Description of problem: I cannot reopen bug 207274 so this is filed separately. There is a trouble with openssl-0.9.7a-cve-2006-2940.patch. For crypto/dh/dh_key.c is says: + if (BN_num_bits(dh->p) > OPENSSL_DH_MAX_MODULUS_BITS) + { + DHerr(DH_F_COMPUTE_KEY,DH_R_MODULUS_TOO_LARGE); + goto err; + } but goto target looks like that: err: BN_CTX_end(ctx); BN_CTX_free(ctx); return(ret); As 'ctx' is not initialized yet if that guard above fires then various unhealthy operations are tried on a garbage pointer. Looks like a possible avenue of an attack although I do not have an exploit. At least a crash is fairly likely. Instead of 'goto err;' there should be 'return(ret);' in that fragment of the patch. Another possiblity would be to do 'BN_CTX *ctx=NULL;' at the function beginning but this does not really buy anything but two "empty" function calls. The same problem shows up in FC5 updates and likely in rawhide and other openssl updated packages as well. Version-Release number of selected component (if applicable): openssl-0.9.7a-43.14
May I ask what happens with this issue? This bug report got marked "urgent" nearly a month ago, openssl-0.9.8b-8 and openssl097a-0.9.7a-9 showed up in rawhide (now FC6) with a correction, but so far nothing in RHEL or FC5. Well, the status is still ASSIGNED.

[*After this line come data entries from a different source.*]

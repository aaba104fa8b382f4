//! Consolidated purchase list for an event.

use std::collections::BTreeMap;

use rust_decimal::Decimal;
use serde::{Deserialize, Serialize};
use uuid::Uuid;

use crate::{
    Catalog, Event, Money, Recipe, ResultEngine, Unit, costing::cycle_error,
    money::round_quantity,
};

/// How far sub-recipes are expanded.
#[derive(Clone, Copy, Debug, Default, PartialEq, Eq, Serialize, Deserialize)]
#[serde(rename_all = "lowercase")]
pub enum SubRecipeDepth {
    /// Menu recipes and the direct line items of their sub-recipes only.
    Direct,
    /// Every nesting level.
    #[default]
    Full,
}

/// One ingredient to buy.
#[derive(Clone, Debug, PartialEq, Serialize)]
pub struct ShoppingListRow {
    pub ingredient: String,
    /// Rounded to 3 places, in `unit`.
    pub quantity: Decimal,
    pub unit: Unit,
    pub total_cost: Money,
}

#[derive(Debug)]
struct Bucket {
    quantity: Decimal,
    unit: Unit,
    unit_cost: Decimal,
}

struct Aggregator<'a> {
    catalog: &'a Catalog,
    depth: SubRecipeDepth,
    buckets: BTreeMap<String, Bucket>,
    path: Vec<Uuid>,
}

impl<'a> Aggregator<'a> {
    fn add_recipe(&mut self, recipe: &'a Recipe, scale: Decimal, level: usize) -> ResultEngine<()> {
        let catalog = self.catalog;
        // Direct depth stops one level down, so only Full can loop.
        if self.depth == SubRecipeDepth::Full && self.path.contains(&recipe.id) {
            return Err(cycle_error(catalog, &self.path, recipe.id));
        }
        self.path.push(recipe.id);

        for item in &recipe.items {
            let ingredient = catalog.ingredient(item.ingredient_id)?;
            let quantity = item.net_quantity().unwrap_or_default() * scale;
            match self.buckets.get_mut(&ingredient.name) {
                Some(bucket) => {
                    if bucket.unit_cost != ingredient.cost_per_unit {
                        tracing::warn!(
                            ingredient = %ingredient.name,
                            "unit cost {} replaces {} in shopping list",
                            ingredient.cost_per_unit,
                            bucket.unit_cost
                        );
                    }
                    bucket.quantity += quantity;
                    bucket.unit = ingredient.base_unit;
                    bucket.unit_cost = ingredient.cost_per_unit;
                }
                None => {
                    self.buckets.insert(
                        ingredient.name.clone(),
                        Bucket {
                            quantity,
                            unit: ingredient.base_unit,
                            unit_cost: ingredient.cost_per_unit,
                        },
                    );
                }
            }
        }

        let expand = match self.depth {
            SubRecipeDepth::Full => true,
            SubRecipeDepth::Direct => level == 0,
        };
        if expand {
            for component in &recipe.components {
                let sub = catalog.recipe(component.sub_recipe_id)?;
                let sub_scale = if sub.yield_total.is_zero() {
                    Decimal::ZERO
                } else {
                    scale * component.quantity / sub.yield_total
                };
                self.add_recipe(sub, sub_scale, level + 1)?;
            }
        }

        self.path.pop();
        Ok(())
    }

    fn rows(self) -> Vec<ShoppingListRow> {
        self.buckets
            .into_iter()
            .map(|(ingredient, bucket)| ShoppingListRow {
                ingredient,
                quantity: round_quantity(bucket.quantity),
                unit: bucket.unit,
                total_cost: Money::new(bucket.quantity * bucket.unit_cost),
            })
            .collect()
    }
}

/// Ingredients needed to serve the whole menu of `event`, sorted by name.
///
/// Each menu recipe is scaled by `portions_per_person × headcount / yield`
/// (a zero yield counts as 1); each sub-recipe by the share of its yield the
/// parent consumes. Ingredients with the same name merge into one row and
/// the last unit cost seen wins. Row costs use the unrounded quantity; only
/// the reported quantity is rounded to 3 places.
pub fn shopping_list(
    catalog: &Catalog,
    event: &Event,
    depth: SubRecipeDepth,
) -> ResultEngine<Vec<ShoppingListRow>> {
    let mut aggregator = Aggregator {
        catalog,
        depth,
        buckets: BTreeMap::new(),
        path: Vec::new(),
    };

    for item in &event.menu_items {
        let recipe = catalog.recipe(item.recipe_id)?;
        let yield_total = if recipe.yield_total.is_zero() {
            Decimal::ONE
        } else {
            recipe.yield_total
        };
        let scale = item.portions_per_person * Decimal::from(event.headcount) / yield_total;
        aggregator.add_recipe(recipe, scale, 0)?;
    }

    Ok(aggregator.rows())
}

#[cfg(test)]
mod tests {
    use chrono::NaiveDate;

    use super::*;
    use crate::{EngineError, Ingredient, MenuItem, RecipeComponent, RecipeItem};

    fn d(value: &str) -> Decimal {
        value.parse().unwrap()
    }

    fn event(headcount: u32) -> Event {
        Event::new(
            "Dinner",
            NaiveDate::from_ymd_opt(2025, 9, 20).unwrap(),
            headcount,
        )
    }

    struct Pantry {
        catalog: Catalog,
        tomato: Uuid,
        onion: Uuid,
        salt: Uuid,
    }

    impl Pantry {
        fn new() -> Self {
            let mut catalog = Catalog::new();
            let tomato =
                catalog.insert_ingredient(Ingredient::new("Tomato", Unit::Kilogram, d("5.00")));
            let onion =
                catalog.insert_ingredient(Ingredient::new("Onion", Unit::Kilogram, d("4.00")));
            let salt = catalog.insert_ingredient(Ingredient::new("Salt", Unit::Gram, d("0.002")));
            Self {
                catalog,
                tomato,
                onion,
                salt,
            }
        }

        fn recipe(&mut self, title: &str, yield_total: &str, items: &[(Uuid, &str)]) -> Uuid {
            let mut recipe = Recipe::new(title, Uuid::new_v4(), d(yield_total), Unit::Kilogram);
            for (ingredient, quantity) in items {
                recipe.add_item(
                    RecipeItem::new(*ingredient, Unit::Kilogram).with_net_weight(d(quantity)),
                );
            }
            self.catalog.insert_recipe(recipe)
        }

        fn nest(&mut self, parent: Uuid, child: Uuid, quantity: &str) {
            let component = RecipeComponent::new(child, d(quantity), Unit::Kilogram);
            if let Some(recipe) = self.catalog.recipes.get_mut(&parent) {
                recipe.add_component(component);
            }
        }
    }

    #[test]
    fn merges_ingredient_across_recipes_sorted_by_name() {
        let mut pantry = Pantry::new();
        let (tomato, onion) = (pantry.tomato, pantry.onion);
        let sauce = pantry.recipe("Sauce", "2", &[(tomato, "2"), (onion, "0.5")]);
        let salad = pantry.recipe("Salad", "1", &[(tomato, "0.3")]);

        let mut dinner = event(10);
        dinner.add_menu_item(MenuItem::new(sauce, d("0.2")));
        dinner.add_menu_item(MenuItem::new(salad, d("0.1")));

        let rows = shopping_list(&pantry.catalog, &dinner, SubRecipeDepth::Full).unwrap();
        // sauce scale 0.2 × 10 / 2 = 1; salad scale 0.1 × 10 / 1 = 1
        assert_eq!(
            rows,
            vec![
                ShoppingListRow {
                    ingredient: "Onion".to_string(),
                    quantity: d("0.500"),
                    unit: Unit::Kilogram,
                    total_cost: Money::new(d("2.00")),
                },
                ShoppingListRow {
                    ingredient: "Tomato".to_string(),
                    quantity: d("2.300"),
                    unit: Unit::Kilogram,
                    total_cost: Money::new(d("11.50")),
                },
            ]
        );
    }

    #[test]
    fn sub_recipes_scaled_by_share_of_yield() {
        let mut pantry = Pantry::new();
        let (tomato, onion, salt) = (pantry.tomato, pantry.onion, pantry.salt);
        let base = pantry.recipe("Base", "4", &[(salt, "8")]);
        let sauce = pantry.recipe("Sauce", "2", &[(tomato, "2")]);
        let pasta = pantry.recipe("Pasta", "1", &[(onion, "0.1")]);
        pantry.nest(sauce, base, "1");
        pantry.nest(pasta, sauce, "0.5");

        let mut dinner = event(4);
        dinner.add_menu_item(MenuItem::new(pasta, d("0.5")));

        // pasta scale 2; sauce scale 2 × 0.5 / 2 = 0.5; base scale 0.5 × 1 / 4 = 0.125
        let full = shopping_list(&pantry.catalog, &dinner, SubRecipeDepth::Full).unwrap();
        let names: Vec<_> = full.iter().map(|row| row.ingredient.as_str()).collect();
        assert_eq!(names, ["Onion", "Salt", "Tomato"]);
        assert_eq!(full[0].quantity, d("0.200"));
        assert_eq!(full[1].quantity, d("1.000"));
        assert_eq!(full[1].unit, Unit::Gram);
        assert_eq!(full[2].quantity, d("1.000"));

        let direct = shopping_list(&pantry.catalog, &dinner, SubRecipeDepth::Direct).unwrap();
        let names: Vec<_> = direct.iter().map(|row| row.ingredient.as_str()).collect();
        assert_eq!(names, ["Onion", "Tomato"]);
    }

    #[test]
    fn zero_yield_guards() {
        let mut pantry = Pantry::new();
        let (tomato, onion) = (pantry.tomato, pantry.onion);
        let stock = pantry.recipe("Stock", "0", &[(onion, "1")]);
        let soup = pantry.recipe("Soup", "0", &[(tomato, "1.5")]);
        pantry.nest(soup, stock, "1");

        let mut dinner = event(2);
        dinner.add_menu_item(MenuItem::new(soup, d("1")));

        let rows = shopping_list(&pantry.catalog, &dinner, SubRecipeDepth::Full).unwrap();
        assert_eq!(rows[0].ingredient, "Onion");
        assert_eq!(rows[0].quantity, Decimal::ZERO);
        assert_eq!(rows[0].total_cost, Money::ZERO);
        assert_eq!(rows[1].quantity, d("3.000"));
    }

    #[test]
    fn missing_quantity_counts_as_zero() {
        let mut pantry = Pantry::new();
        let mut recipe = Recipe::new("Dressing", Uuid::new_v4(), d("1"), Unit::Kilogram);
        recipe.add_item(RecipeItem::new(pantry.salt, Unit::ToTaste));
        let recipe = pantry.catalog.insert_recipe(recipe);

        let mut dinner = event(3);
        dinner.add_menu_item(MenuItem::new(recipe, d("1")));

        let rows = shopping_list(&pantry.catalog, &dinner, SubRecipeDepth::Full).unwrap();
        assert_eq!(rows.len(), 1);
        assert_eq!(rows[0].quantity, Decimal::ZERO);
    }

    #[test]
    fn quantities_round_half_up() {
        let mut pantry = Pantry::new();
        let tomato = pantry.tomato;
        let sauce = pantry.recipe("Sauce", "3", &[(tomato, "0.0015")]);

        let mut dinner = event(3);
        dinner.add_menu_item(MenuItem::new(sauce, d("1")));

        let rows = shopping_list(&pantry.catalog, &dinner, SubRecipeDepth::Full).unwrap();
        assert_eq!(rows[0].quantity, d("0.002"));
        assert_eq!(rows[0].total_cost, Money::new(d("0.01")));
    }

    #[test]
    fn cyclic_sub_recipes_fail_in_full_depth() {
        let mut pantry = Pantry::new();
        let tomato = pantry.tomato;
        let a = pantry.recipe("A", "1", &[(tomato, "1")]);
        let b = pantry.recipe("B", "1", &[(tomato, "1")]);
        pantry.nest(a, b, "1");
        pantry.nest(b, a, "1");

        let mut dinner = event(1);
        dinner.add_menu_item(MenuItem::new(a, d("1")));

        assert_eq!(
            shopping_list(&pantry.catalog, &dinner, SubRecipeDepth::Full),
            Err(EngineError::CyclicRecipeGraph("A -> B -> A".to_string()))
        );
        let rows = shopping_list(&pantry.catalog, &dinner, SubRecipeDepth::Direct).unwrap();
        assert_eq!(rows[0].quantity, d("2.000"));
    }

    #[test]
    fn self_referencing_recipe_in_direct_depth_expands_one_level() {
        let mut pantry = Pantry::new();
        let tomato = pantry.tomato;
        let a = pantry.recipe("A", "1", &[(tomato, "1")]);
        pantry.nest(a, a, "1");

        let mut dinner = event(1);
        dinner.add_menu_item(MenuItem::new(a, d("1")));

        let rows = shopping_list(&pantry.catalog, &dinner, SubRecipeDepth::Direct).unwrap();
        assert_eq!(rows[0].quantity, d("2.000"));
        assert_eq!(rows[0].total_cost, Money::new(d("10.00")));
        assert_eq!(
            shopping_list(&pantry.catalog, &dinner, SubRecipeDepth::Full),
            Err(EngineError::CyclicRecipeGraph("A -> A".to_string()))
        );
    }

    #[test]
    fn cost_uses_unrounded_quantity() {
        let mut pantry = Pantry::new();
        let saffron = pantry
            .catalog
            .insert_ingredient(Ingredient::new("Saffron", Unit::Kilogram, d("2000.0000")));
        let rice = pantry.recipe("Paella", "1", &[(saffron, "0.001")]);

        let mut dinner = event(2);
        dinner.add_menu_item(MenuItem::new(rice, d("0.2")));

        // 0.2 × 2 / 1 = 0.4 -> 0.0004 kg, shown as 0.000 but costed 0.80
        let rows = shopping_list(&pantry.catalog, &dinner, SubRecipeDepth::Full).unwrap();
        assert_eq!(rows[0].quantity, d("0.000"));
        assert_eq!(rows[0].total_cost, Money::new(d("0.80")));
    }
}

Thes issue does indeed affect Red Hat's OpenSSL fix for CVE-2006-2940. We consider this flaw to be very low severity as based on our security response team analysis all it can cause is a client crash upon processing a malicious client certificate. Upstream also class this issue as low severity and although it is fixed in OpenSSL CVS, no new release was produced to correct this issue. We plan to address this issue when a future OpenSSL update is needed.
This was fixed in RHEL-4.5 openssl errata.